Tools like Flow Engineering, which take a graph-based approach to requirements and traceability rather than a document-based one, are designed explicitly for this kind of connected model. Whether or not Anduril uses it, the architectural approach — requirements as nodes in a connected model, with explicit typed relationships and AI-assisted impact analysis — is closer to what the autonomous systems problem demands than flat document hierarchies. The question for any such tool in a defense context is whether it can produce the verification artifacts that program offices require, and whether it integrates with the model-based systems engineering (MBSE) toolchains that defense programs increasingly mandate.


The Honest Assessment

Anduril’s software-first model is genuinely innovative and has produced real capability faster than the legacy acquisition process would have allowed. That’s not spin — it’s documented in the programs they’ve won and the systems they’ve fielded.

But the requirements challenge for autonomous defense systems is not one that engineering culture alone resolves. The intersection of performance requirements, safety requirements, and evolving policy requirements for lethal autonomy is a domain where traceability discipline is not optional — it is the mechanism by which intent becomes verifiable system behavior. When something goes wrong with an autonomous system in an operational context, the first question will be: what was the system specified to do, and can you prove the system was built and verified to that specification?

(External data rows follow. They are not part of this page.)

//! Shared helpers for `PostgreSQL` content integration tests.

pub use super::cluster::{BoxError, PostgresCluster, shared_cluster};
use broadcast_content::config::ContentConfig;
use broadcast_content::content::{
    adapters::postgres::{ContentPgPool, PostgresContentRepository},
    domain::ArticleId,
};
use diesel::connection::SimpleConnection;
use diesel::prelude::*;
use rstest::fixture;
use std::sync::atomic::{AtomicUsize, Ordering};
use tokio::runtime::Runtime;

/// SQL that creates the content schema.
pub const CREATE_SCHEMA_SQL: &str =
    include_str!("../../migrations/2026-10-01-000000_create_broadcast_content_tables/up.sql");

/// Article identifier of the seeded broadcast.
pub const ARTICLE: &str = "ART-100";

/// Customer, users, identities and one broadcast shared by most tests.
///
/// User 7 has no last name and comment user 4 still carries the guest name
/// it was created with before the account existed.
pub const BASE_SEED_SQL: &str = "
    INSERT INTO languages (id, short_name) VALUES (1, 'sv');
    INSERT INTO customers (id, short_name) VALUES (3, 'gp');
    INSERT INTO customer_settings (customer_id, archive_after_days) VALUES (3, 30);
    INSERT INTO customer_signup_settings
        (customer_id, language_id, anon_comment_require_email, user_terms_version)
        VALUES (3, 1, TRUE, 'v2');
    INSERT INTO aliases (id, name, profile_picture, image_rotation)
        VALUES (1, 'Moderator', 'mod.png', 180);
    INSERT INTO users
        (id, first_name, last_name, email, profile_picture, image_rotation, slug, alias_id)
        VALUES
        (21, 'Jane', 'Doe', 'jane@example.com', 'jane.png', 90, 'jane-doe', NULL),
        (42, 'Mo', 'Derator', 'mo@example.com', 'mo.png', 0, 'mo', 1),
        (7, 'Prince', NULL, 'first@example.com', 'me.png', NULL, NULL, NULL);
    INSERT INTO broadcasts
        (id, article_id, customer_id, subject, description, start_time,
         scheduled_start, scheduled_end, has_comments, allow_anon_comments, posts_to_show)
        VALUES (1, 'ART-100', 3, 'Derby day', 'Live from the stadium',
                '2024-01-01T18:05:00Z', '2024-01-01T18:00:00Z', '2024-01-01T20:00:00Z',
                TRUE, TRUE, 25);
    INSERT INTO comment_users (id, ifr_user_id, user_name, email) VALUES
        (1, 21, NULL, NULL),
        (2, 42, NULL, NULL),
        (3, NULL, 'Visitor', 'visitor@example.com'),
        (4, 7, 'Legacy', 'legacy@example.com');
";

static NEXT_DATABASE: AtomicUsize = AtomicUsize::new(0);

/// A migrated database that is dropped with the value.
pub struct ContentDatabase {
    /// Repository under test.
    pub repo: PostgresContentRepository,
    /// Pool the repository draws from.
    pub pool: ContentPgPool,
    /// Runtime that drives the repository futures.
    pub rt: Runtime,
    cluster: PostgresCluster,
    name: String,
}

impl ContentDatabase {
    /// Creates and migrates a fresh database with the default pool settings.
    pub fn create(cluster: PostgresCluster) -> Result<Self, BoxError> {
        Self::with_config(cluster, |config| config)
    }

    /// Creates and migrates a fresh database, letting the caller adjust the
    /// pool configuration.
    pub fn with_config(
        cluster: PostgresCluster,
        adjust: impl FnOnce(ContentConfig) -> ContentConfig,
    ) -> Result<Self, BoxError> {
        let name = format!(
            "broadcast_content_test_{}_{}",
            std::process::id(),
            NEXT_DATABASE.fetch_add(1, Ordering::Relaxed)
        );
        cluster.create_database(&name)?;
        let prepared = prepare(cluster, &name, adjust);
        if prepared.is_err() {
            drop(cluster.drop_database(&name));
        }
        let (pool, rt) = prepared?;
        Ok(Self {
            repo: PostgresContentRepository::new(pool.clone()),
            pool,
            rt,
            cluster,
            name,
        })
    }

    /// Runs seed statements against the database.
    pub fn seed(&self, sql: &str) -> Result<(), BoxError> {
        let mut conn = self.pool.get().map_err(|err| Box::new(err) as BoxError)?;
        conn.batch_execute(sql)
            .map_err(|err| Box::new(err) as BoxError)
    }
}

impl Drop for ContentDatabase {
    fn drop(&mut self) {
        drop(self.cluster.drop_database(&self.name));
    }
}

fn prepare(
    cluster: PostgresCluster,
    name: &str,
    adjust: impl FnOnce(ContentConfig) -> ContentConfig,
) -> Result<(ContentPgPool, Runtime), BoxError> {
    let url = cluster.database_url(name);
    let mut conn = PgConnection::establish(&url).map_err(|err| Box::new(err) as BoxError)?;
    conn.batch_execute(CREATE_SCHEMA_SQL)
        .map_err(|err| Box::new(err) as BoxError)?;
    let config = adjust(ContentConfig {
        database_url: url,
        pool_max_size: 2,
        ..ContentConfig::default()
    });
    let pool = config.build_pool().map_err(|err| Box::new(err) as BoxError)?;
    let rt = tokio::runtime::Builder::new_multi_thread()
        .worker_threads(2)
        .enable_all()
        .build()
        .map_err(|err| Box::new(err) as BoxError)?;
    Ok((pool, rt))
}

/// Returns the identifier of the seeded broadcast.
///
/// # Panics
///
/// Panics if [`ARTICLE`] is not a valid identifier.
#[must_use]
pub fn article() -> ArticleId {
    ArticleId::new(ARTICLE).expect("valid article id")
}

/// Provides a fresh migrated database, or `None` when no server is
/// available and the test should be skipped.
///
/// # Panics
///
/// Panics if a server is available but the database cannot be prepared.
#[fixture]
pub fn content_db() -> Option<ContentDatabase> {
    let cluster = shared_cluster()?;
    match ContentDatabase::create(cluster) {
        Ok(database) => Some(database),
        Err(err) => panic!("failed to prepare test database: {err}"),
    }
}

/// Like [`content_db`], with [`BASE_SEED_SQL`] applied.
///
/// # Panics
///
/// Panics if a server is available but the database cannot be prepared.
#[fixture]
pub fn seeded_db(content_db: Option<ContentDatabase>) -> Option<ContentDatabase> {
    let database = content_db?;
    database.seed(BASE_SEED_SQL).expect("base seed");
    Some(database)
}
//! Scoreboard snapshots for games between two competitors.

use super::MessageType;
use serde::{Deserialize, Serialize};

/// Point-in-time score of a game, e.g. football or ice hockey.
///
/// A broadcast accumulates one snapshot per score change. The assembled list
/// is a history ordered by creation time; see [`current_result`].
#[derive(Debug, Clone, PartialEq, Eq, Serialize, Deserialize)]
#[serde(rename_all = "camelCase")]
pub struct SportResult {
    /// Name of the first competitor.
    pub team_one_name: String,
    /// Name of the second competitor.
    pub team_two_name: String,
    /// Logo URL of the first competitor.
    pub team_one_logo: String,
    /// Logo URL of the second competitor.
    pub team_two_logo: String,
    /// Score of the first competitor.
    pub team_one_result: i32,
    /// Score of the second competitor.
    pub team_two_result: i32,
    /// Article the snapshot belongs to.
    pub article_id: String,
    /// Client-visible identifier.
    pub guid: String,
    /// Creation timestamp.
    pub created_at: String,
    /// Always [`MessageType::SportResult`].
    pub message_type: MessageType,
}

impl SportResult {
    /// Converts the snapshot into the compact representation used by
    /// embedded clients.
    #[must_use]
    pub fn to_external(&self) -> SportExternal {
        SportExternal {
            article_id: self.article_id.clone(),
            guid: self.guid.clone(),
            created_at: self.created_at.clone(),
            team_one_name: self.team_one_name.clone(),
            team_two_name: self.team_two_name.clone(),
            team_one_logo: self.team_one_logo.clone(),
            team_two_logo: self.team_two_logo.clone(),
            team_one_result: self.team_one_result.to_string(),
            team_two_result: self.team_two_result.to_string(),
        }
    }
}

/// Client copy of a [`SportResult`] with scores rendered as text.
#[derive(Debug, Clone, Default, PartialEq, Eq, Serialize, Deserialize)]
#[serde(rename_all = "camelCase", default)]
pub struct SportExternal {
    /// Article the snapshot belongs to.
    #[serde(skip_serializing_if = "String::is_empty")]
    pub article_id: String,
    /// Client-visible identifier.
    #[serde(skip_serializing_if = "String::is_empty")]
    pub guid: String,
    /// Creation timestamp.
    #[serde(skip_serializing_if = "String::is_empty")]
    pub created_at: String,
    /// Name of the first competitor.
    #[serde(skip_serializing_if = "String::is_empty")]
    pub team_one_name: String,
    /// Name of the second competitor.
    #[serde(skip_serializing_if = "String::is_empty")]
    pub team_two_name: String,
    /// Logo URL of the first competitor.
    #[serde(skip_serializing_if = "String::is_empty")]
    pub team_one_logo: String,
    /// Logo URL of the second competitor.
    #[serde(skip_serializing_if = "String::is_empty")]
    pub team_two_logo: String,
    /// Score of the first competitor.
    #[serde(skip_serializing_if = "String::is_empty")]
    pub team_one_result: String,
    /// Score of the second competitor.
    #[serde(skip_serializing_if = "String::is_empty")]
    pub team_two_result: String,
}

/// Returns the current score: the last snapshot of an assembled history.
#[must_use]
pub fn current_result(history: &[SportResult]) -> Option<&SportResult> {
    history.last()
}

Defense tech startups that have grown up with agile practices are going to have to build that discipline deliberately, because it doesn’t emerge naturally from sprint velocity. The tooling has to support it. The organizational practices have to enforce it. And the requirements — including the ones that are still being written by policy makers — have to be managed in a form that can change without breaking the traces that connect intent to implementation.

That is a hard problem. Anduril is running directly into it, at scale, with systems that matter. How they navigate it will be instructive for every defense tech company that follows their path.